8. ¿Existe una fórmula para el bien común?


     La fórmula en donde se conjugan adecuadamente los valores de libertad, igualdad y fraternidad es la fórmula del bien común. Pero esta fórmula no se establece con un principio rector que baja como un silogismo de las reglas que contienen cada uno de esos valores. Por el contrario es una construcción que surge de la realidad. Una realidad aprehendida “a la luz de esos valores” hasta el punto de alcanzar la fórmula de bienestar. Pero luego esa fórmula retroalimenta aquellas reglas, supera incluso el marco establecido para esos valores y condiciona la realidad futura.

     Aunque los herederos de la Ilustración se pongan nerviosos, he de decir que la salida al enfrentamiento entre estos supuestos valores antitéticos es permitir una interacción entre ellos, y a su vez una interacción de ellos con la realidad y viceversa. Propugnamos, en definitiva, un método relacional para lo político, similar al método dialéctico en algunos aspectos, pero con matices diferentes.

     El método relacional o si se quiere interactivo, está fundado sobre un presupuesto esencial: la política como “arte de lo posible”.

     Recordemos lo apuntado. El Estado y fundamentalmente la política es ante todo contingencia, devenir, infinitos problemas y problemas infinitos que exigen prudencia en la acción política. El grave problema de muchos de los pensadores políticos modernos es que no asumieron en plenitud la íntima relación entre la política y la contingencia o, lo que es igual, la historia. Creyeron poder racionalizar sus estructuras, cubrirlo de normativas y de mecanismos burocráticos, limitarlo con una lista de derechos y obligaciones, balancearlo. Pero la actividad estatal excederá siempre todos nuestros planes. Porque es la vida misma de la polis, de la comunidad, y como tal, es un torbellino de contingencias a resolver sobre la marcha.

     Cuando trabajé en el Poder Judicial de la Provincia de Córdoba, y siendo un Juzgado Civil y Comercial, advertí cómo la realidad podía superar ampliamente y hasta poner en jaque, una normativa legal que creía haber resuelto todos los detalles. 
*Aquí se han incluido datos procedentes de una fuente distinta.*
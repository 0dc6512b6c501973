use crate::commands::common::{open_dashboard, parse_note_id};
use crate::error::CliError;

pub async fn run_delete(id: &str, profile: Option<&str>) -> Result<(), CliError> {
    let note_id = parse_note_id(id)?;
    let dashboard = open_dashboard(profile).await?;
    dashboard.check(dashboard.store.remove(note_id).await)?;
    println!("{note_id}");
    Ok(())
}
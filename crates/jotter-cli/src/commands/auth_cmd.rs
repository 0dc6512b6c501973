use std::rc::Rc;

use jotter_core::gateway::SessionGateway;
use jotter_core::session::{RedirectReason, SessionGuard};

use crate::commands::common::{open_profile, LoginRedirect};
use crate::error::CliError;
use crate::session_cookie::clear_session_cookie;

pub async fn run_login(email: &str, password: &str, profile: Option<&str>) -> Result<(), CliError> {
    let context = open_profile(profile)?;
    let session = context.gateway.login(email, password).await?;
    context.persist_cookie()?;
    if context.gateway.session_cookie().is_none() {
        tracing::warn!("Server did not issue a session cookie; later commands may be rejected");
    }

    tracing::info!("Signed in profile '{}' as {}", context.name, session.email);
    println!("Welcome back, {}!", session.first_name());
    Ok(())
}

pub async fn run_register(
    name: &str,
    email: &str,
    password: &str,
    profile: Option<&str>,
) -> Result<(), CliError> {
    let context = open_profile(profile)?;
    context.gateway.register(name, email, password).await?;
    println!("Account created for {}.", email.trim());
    println!("Run `jotter login --email {} --password <password>` to sign in.", email.trim());
    Ok(())
}

pub async fn run_logout(profile: Option<&str>) -> Result<(), CliError> {
    let context = open_profile(profile)?;
    let guard = SessionGuard::new(Rc::clone(&context.gateway), LoginRedirect);
    guard.logout().await;
    clear_session_cookie(&context.name)?;
    println!("Signed out profile '{}'", context.name);
    Ok(())
}

pub async fn run_whoami(profile: Option<&str>) -> Result<(), CliError> {
    let context = open_profile(profile)?;
    let guard = SessionGuard::new(Rc::clone(&context.gateway), LoginRedirect);
    let session = guard.ensure_session().await;
    context.persist_cookie()?;

    match session {
        Some(session) => println!("{} <{}>", session.name, session.email),
        None if guard.redirect_reason() == Some(RedirectReason::CheckFailed) => {
            return Err(CliError::ServerUnreachable);
        }
        None => println!("Profile '{}' is not signed in.", context.name),
    }
    Ok(())
}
     Gobernadores, jueces y legisladores saben bien de lo que estoy hablando, y los ciudadanos, aunque nos llene de miedo reconocerlo y nos de la sensación que se escapará de nuestras manos ese monstruo totalitario y corrupto, debemos asumirlo como una verdad: el Estado no es estructura, o al menos, no es sólo estructura; es dinámica y es contingencia.

     No quiero liberar al monstruo del “corset constitucional” que tanto nos costó ponerle pero no podemos vivir en una ficción que termina por perjudicarnos. El constitucionalismo liberal, y el Estado  burocrático pueden limitar al poder pero, en no pocos casos, su legalidad es inversamente proporcional a su eficacia.

     En este sentido, seguridad jurídica no es sinónimo de bien común, aunque sí puede ser uno de sus presupuestos. Lo será en la medida en que las normas (que deben asegurarse) sean adecuadas y sean justas. En la justicia y la adecuación influirán infinidad de matices entre los cuales podemos señalar las características propias de la comunidad donde van a aplicarse, la capacidad de la estructura, etc.

     La buena política que hace posible el bien común, entonces, es un hacer, un coordinar posibilidades de manera prudente. Es un hacer aquí y ahora.